Teredo allows nodes located behind an IPv4 NAT to obtain
IPv6 unicast connectivity by
tunnelling packets over UDP/IPv4. This service has 3 entities:
the "Teredo Server", the "Teredo Relay" and the "Teredo client". A
Teredo Server is stateless whereas the Teredo Relay keeps a state of each
peer. We support the following IETF draft "draft-huitema-v6ops-teredo-00.txt".
About the authors
This work is funded by 6WIND,
LIP6
and
Euronetlab.
It is provided under a BSD license.
Related works: Ethereal
6WIND has provided a patch for Ethereal. It allows analysing the Teredo packets
on Windows, Linux, FreeBSD, AIX, ... It is available since the release 0.9.15.

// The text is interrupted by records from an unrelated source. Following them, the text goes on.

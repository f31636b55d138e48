/*!
 * Tests for the template parameterizer stage
 */

use flashgen::pipeline::template::parameterize;
use flashgen::region::{Region, RegionBody};

#[test]
fn test_parameterize_withNoPlaceholders_shouldLeaveRegionUnchanged() {
    let region = Region::plain("HTTP_HEAD", "<head>static</head>");

    let result = parameterize(region.clone());

    assert_eq!(result, region);
}

#[test]
fn test_parameterize_withOnePlaceholder_shouldSplitIntoTwoChunks() {
    let region = Region::plain("HTTP_ITEM", "Welcome {user}!");

    let result = parameterize(region);

    let RegionBody::Template { chunks, params } = result.body else {
        panic!("expected template body");
    };
    assert_eq!(chunks, vec!["Welcome ".to_string(), "!".to_string()]);
    assert_eq!(params, vec!["user".to_string()]);
}

#[test]
fn test_parameterize_withKPlaceholders_shouldProduceKPlusOneChunks() {
    let region = Region::plain("HTTP_ROW", "<td>{name}</td><td>{value}</td><td>{unit}</td>");

    let result = parameterize(region);

    let RegionBody::Template { chunks, params } = result.body else {
        panic!("expected template body");
    };
    assert_eq!(params.len(), 3);
    assert_eq!(chunks.len(), params.len() + 1);
}

#[test]
fn test_parameterize_withAnyContent_shouldReconstructOriginalByInterleaving() {
    let content = "{a}start{mid}end{z}";
    let region = Region::plain("HTTP_X", content);

    let result = parameterize(region);

    let RegionBody::Template { chunks, params } = result.body else {
        panic!("expected template body");
    };

    // Re-interleaving chunks with literal placeholder text reconstructs
    // the original content exactly
    let mut rebuilt = String::new();
    for (index, chunk) in chunks.iter().enumerate() {
        rebuilt.push_str(chunk);
        if let Some(param) = params.get(index) {
            rebuilt.push('{');
            rebuilt.push_str(param);
            rebuilt.push('}');
        }
    }
    assert_eq!(rebuilt, content);
}

#[test]
fn test_parameterize_withBoundaryPlaceholders_shouldKeepEmptyBoundaryChunks() {
    let region = Region::plain("HTTP_X", "{a}middle{b}");

    let result = parameterize(region);

    let RegionBody::Template { chunks, params } = result.body else {
        panic!("expected template body");
    };
    assert_eq!(chunks, vec!["".to_string(), "middle".to_string(), "".to_string()]);
    assert_eq!(params, vec!["a".to_string(), "b".to_string()]);
}

#[test]
fn test_parameterize_withRepeatedName_shouldPreserveDuplicates() {
    let region = Region::plain("HTTP_X", "{v} and {v}");

    let result = parameterize(region);

    let RegionBody::Template { params, .. } = result.body else {
        panic!("expected template body");
    };
    assert_eq!(params, vec!["v".to_string(), "v".to_string()]);
}

#[test]
fn test_parameterize_withNonLowercaseBraces_shouldNotMatch() {
    let region = Region::plain("HTTP_X", "css {Color} and {a1} stay literal");

    let result = parameterize(region.clone());

    // Uppercase or digit-bearing brace contents are not placeholders
    assert_eq!(result, region);
}
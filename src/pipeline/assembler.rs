/*!
 * Assembler, the fourth and final pipeline stage.
 *
 * Groups the localized regions by language and emits the generated
 * header text: each non-source language gets a `#if defined LANG_XX` /
 * `#elif defined LANG_XX` branch, and the source language is the final
 * unconditional `#else` branch, so exactly one language block survives
 * compilation. Plain regions become a single PROGMEM constant plus a
 * no-argument alias macro; template regions become one constant per
 * chunk plus a macro that concatenates chunks with the caller's
 * parameter expressions.
 */

use std::collections::{BTreeMap, BTreeSet};

use crate::errors::AssembleError;
use crate::region::{LocalizedRegion, RegionBody};

/// Assemble localized regions into the generated header text.
///
/// Non-source languages appear in sorted order; the source-language
/// block is always last and unconditional regardless of input order.
/// When the table knows no other language, the source block is emitted
/// bare, with no guard chain.
pub fn assemble(
    regions: &[LocalizedRegion],
    source_language: &str,
) -> Result<String, AssembleError> {
    if regions.is_empty() {
        return Err(AssembleError::NoRegions);
    }

    // Group by language, preserving region order within each group
    let mut groups: BTreeMap<&str, Vec<&LocalizedRegion>> = BTreeMap::new();
    for region in regions {
        groups.entry(region.lang.as_str()).or_default().push(region);
    }
    let source_group = groups.remove(source_language).unwrap_or_default();

    // The assembler indexes by name, so duplicates within one language
    // would silently shadow each other in the generated code
    for (lang, group) in groups
        .iter()
        .map(|(lang, group)| (*lang, group.as_slice()))
        .chain(std::iter::once((source_language, source_group.as_slice())))
    {
        let mut seen = BTreeSet::new();
        for region in group {
            if !seen.insert(region.name.as_str()) {
                return Err(AssembleError::DuplicateName {
                    name: region.name.clone(),
                    lang: lang.to_string(),
                });
            }
        }
    }

    let guarded = !groups.is_empty();
    let mut blocks = Vec::new();

    for (index, (lang, group)) in groups.iter().enumerate() {
        let directive = if index == 0 { "#if" } else { "#elif" };
        let mut block = format!("{} defined LANG_{}\n", directive, lang.to_uppercase());
        block.push_str(&emit_group(group));
        blocks.push(block);
    }

    let mut source_block = String::new();
    if guarded {
        source_block.push_str("#else\n");
    }
    source_block.push_str(&emit_group(&source_group));
    blocks.push(source_block);

    let mut output = blocks.join("\n");
    if guarded {
        output.push_str("\n#endif");
    }
    output.push('\n');

    Ok(output)
}

/// Emit all definitions of one language block.
fn emit_group(group: &[&LocalizedRegion]) -> String {
    group
        .iter()
        .map(|region| emit_region(region))
        .collect::<Vec<_>>()
        .join("\n")
}

/// Emit the constant and macro definitions for one region.
fn emit_region(region: &LocalizedRegion) -> String {
    match &region.body {
        RegionBody::Plain(content) => {
            let literal = escape_literal(&collapse_whitespace(content));
            format!(
                "const char _{name}[] PROGMEM = \"{literal}\";\n#define {name} (FPSTR(_{name}))",
                name = region.name,
                literal = literal,
            )
        }
        RegionBody::Template { chunks, params } => {
            // Template value, define separate parts
            let mut out = String::new();
            for (index, chunk) in chunks.iter().enumerate() {
                let literal = escape_literal(&collapse_whitespace(chunk));
                out.push_str(&format!(
                    "const char _{}_{}[] PROGMEM = \"{}\";\n",
                    region.name, index, literal
                ));
            }

            // Interleave chunk constants with the caller's argument
            // expressions; boundary chunks keep the structure positionally
            // stable even when their text is empty
            let mut pieces = Vec::new();
            for (index, _) in chunks.iter().enumerate() {
                let mut piece = format!("(FPSTR(_{}_{}))", region.name, index);
                if let Some(param) = params.get(index) {
                    piece.push_str(&format!(" + ({})", param));
                }
                pieces.push(piece);
            }

            out.push_str(&format!(
                "#define {}({}) \\\n\t (String() + {})",
                region.name,
                params.join(", "),
                pieces.join(" + ")
            ));
            out
        }
    }
}

/// Collapse whitespace the way the upstream minifier would: runs of
/// whitespace become one space, whitespace touching a tag boundary is
/// dropped, and the result is trimmed.
fn collapse_whitespace(text: &str) -> String {
    let mut out = String::with_capacity(text.len());
    let mut pending_space = false;

    for c in text.trim().chars() {
        if c.is_whitespace() {
            pending_space = true;
            continue;
        }
        if pending_space {
            if c != '<' && !out.ends_with('>') {
                out.push(' ');
            }
            pending_space = false;
        }
        out.push(c);
    }

    out
}

/// Escape a chunk so it is safe inside a double-quoted C string literal.
fn escape_literal(text: &str) -> String {
    text.replace('\\', "\\\\").replace('"', "\\\"")
}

We provide a temporary Teredo server and relay that is compatible with the
Advanced Networking Pack of Windows XP.
Configure Windows XP with the netsh command:
C:\>netsh
interface ipv6
set teredo client teredo.ipv6.6wind.com 30
You can compile the Teredo feature with the following procedure:
tar xvzf ng_teredo-1.13.tgz
cd netgraph
make
su
make install
Set TEREDO_SERVER_DISABLE into the Makefile in order to disable
the Teredo Server. It means that the node could only be a Teredo
Relay.
Usage
Edit the teredo.server file and set your primary, A.B.C.D, and
secondary Teredo addresses, A.B.C.D+1. The secondary Teredo address
should be the primary address + 1.
C:\>netsh
interface ipv6
set teredo client A.B.C.D 30 [SOURCE_PORT]
Where:
A.B.C.D is the address of your Teredo server (for example
teredo.ipv6.6wind.com)
SOURCE_PORT is the source port of the Teredo client.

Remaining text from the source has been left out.